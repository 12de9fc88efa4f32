//! Utility functions for the studio HTTP client.
//!
//! This module provides helpers for:
//! - Status code classification and retry backoff
//! - Request id generation
//! - Response classification and payload decoding
//! - Turning serializable filter objects into query parameters

use crate::error::{ApiError, Result};
use crate::types::{Envelope, ErrorBody, RawResponse, RequestDescriptor, ResponseKind};
use serde::de::DeserializeOwned;
use serde::Serialize;
use serde_json::Value;
use std::time::{Duration, SystemTime, UNIX_EPOCH};

/// Check if status code indicates a retryable error
pub fn is_retryable_status(status: u16) -> bool {
    matches!(status, 408 | 429 | 500 | 502 | 503 | 504)
}

/// Delay before retry number `attempt` (1-based).
///
/// `min(base_ms * 2^(attempt - 1), max_ms)`, no jitter.
pub fn retry_backoff(attempt: u32, base_ms: u64, max_ms: u64) -> Duration {
    let exponent = attempt.saturating_sub(1).min(32);
    let delay_ms = base_ms.saturating_mul(1_u64 << exponent).min(max_ms);
    Duration::from_millis(delay_ms)
}

const BASE36: &[u8; 36] = b"0123456789abcdefghijklmnopqrstuvwxyz";

/// Generate a request id of the form `req_<unix-millis>_<9 base36 chars>`.
pub fn generate_request_id() -> String {
    let millis = SystemTime::now()
        .duration_since(UNIX_EPOCH)
        .map(|d| d.as_millis())
        .unwrap_or_default();

    let mut random = uuid::Uuid::new_v4().as_u128();
    let mut suffix = String::with_capacity(9);
    for _ in 0..9 {
        suffix.push(BASE36[(random % 36) as usize] as char);
        random /= 36;
    }

    format!("req_{millis}_{suffix}")
}

/// Turn a raw transport response into the pipeline's outcome.
///
/// Non-2xx statuses become [`ApiError::Client`] / [`ApiError::Server`], with
/// the server's error body when it sent one. A 2xx JSON response whose body is
/// a failure envelope becomes [`ApiError::Rejected`].
pub fn classify_response(request: &RequestDescriptor, raw: RawResponse) -> Result<RawResponse> {
    if !raw.is_success() {
        let body = ErrorBody::from_response_bytes(&raw.body);
        return Err(ApiError::from_status(raw.status, body));
    }

    if request.response_kind == ResponseKind::Json {
        if let Ok(Envelope::Failure(body)) = serde_json::from_slice::<Envelope<Value>>(&raw.body) {
            return Err(ApiError::Rejected {
                status: raw.status,
                body,
            });
        }
    }

    Ok(raw)
}

/// Decode a JSON payload that may or may not be wrapped in an envelope.
///
/// An empty body decodes as JSON `null`, so `()` and `Option<_>` targets work
/// for `204 No Content`.
pub fn decode_payload<T: DeserializeOwned>(body: &[u8]) -> Result<T> {
    if body.iter().all(u8::is_ascii_whitespace) {
        return Ok(serde_json::from_value(Value::Null)?);
    }

    let value: Value = serde_json::from_slice(body)?;
    if value.get("success").is_some_and(Value::is_boolean) {
        match serde_json::from_value::<Envelope<T>>(value.clone()) {
            Ok(Envelope::Success(data)) => return Ok(data),
            Ok(Envelope::Failure(error)) => {
                return Err(ApiError::Rejected {
                    status: 200,
                    body: error,
                })
            }
            Err(_) => {}
        }
    }
    Ok(serde_json::from_value(value)?)
}

/// Flatten a serializable object into query parameters.
///
/// Nulls and empty strings are dropped, scalars are stringified, arrays
/// become repeated keys and nested objects are JSON-encoded.
pub fn to_query_pairs<S: Serialize + ?Sized>(params: &S) -> Result<Vec<(String, String)>> {
    let value = serde_json::to_value(params)
        .map_err(|e| ApiError::InvalidRequest(format!("query is not serializable: {e}")))?;

    let object = match value {
        Value::Null => return Ok(Vec::new()),
        Value::Object(object) => object,
        other => {
            return Err(ApiError::InvalidRequest(format!(
                "query must be an object, got {other}"
            )))
        }
    };

    let mut pairs = Vec::with_capacity(object.len());
    for (key, value) in object {
        match value {
            Value::Array(items) => {
                pairs.extend(items.iter().filter_map(scalar_to_string).map(|v| (key.clone(), v)));
            }
            other => {
                if let Some(v) = scalar_to_string(&other) {
                    pairs.push((key, v));
                }
            }
        }
    }
    Ok(pairs)
}

fn scalar_to_string(value: &Value) -> Option<String> {
    match value {
        Value::Null => None,
        Value::String(s) if s.is_empty() => None,
        Value::String(s) => Some(s.clone()),
        Value::Bool(b) => Some(b.to_string()),
        Value::Number(n) => Some(n.to_string()),
        other => Some(other.to_string()),
    }
}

----

## YOUR ASSIGNMENT
Search the data for "pairs.push((key, v));". Beginning with that line, set down every line through the last exactly.

## WRITTEN SOLUTION
                    pairs.push((key, v));
                }
            }
        }
    }
    Ok(pairs)
}

fn scalar_to_string(value: &Value) -> Option<String> {
    match value {
        Value::Null => None,
        Value::String(s) if s.is_empty() => None,
        Value::String(s) => Some(s.clone()),
        Value::Bool(b) => Some(b.to_string()),
        Value::Number(n) => Some(n.to_string()),
        other => Some(other.to_string()),
    }
}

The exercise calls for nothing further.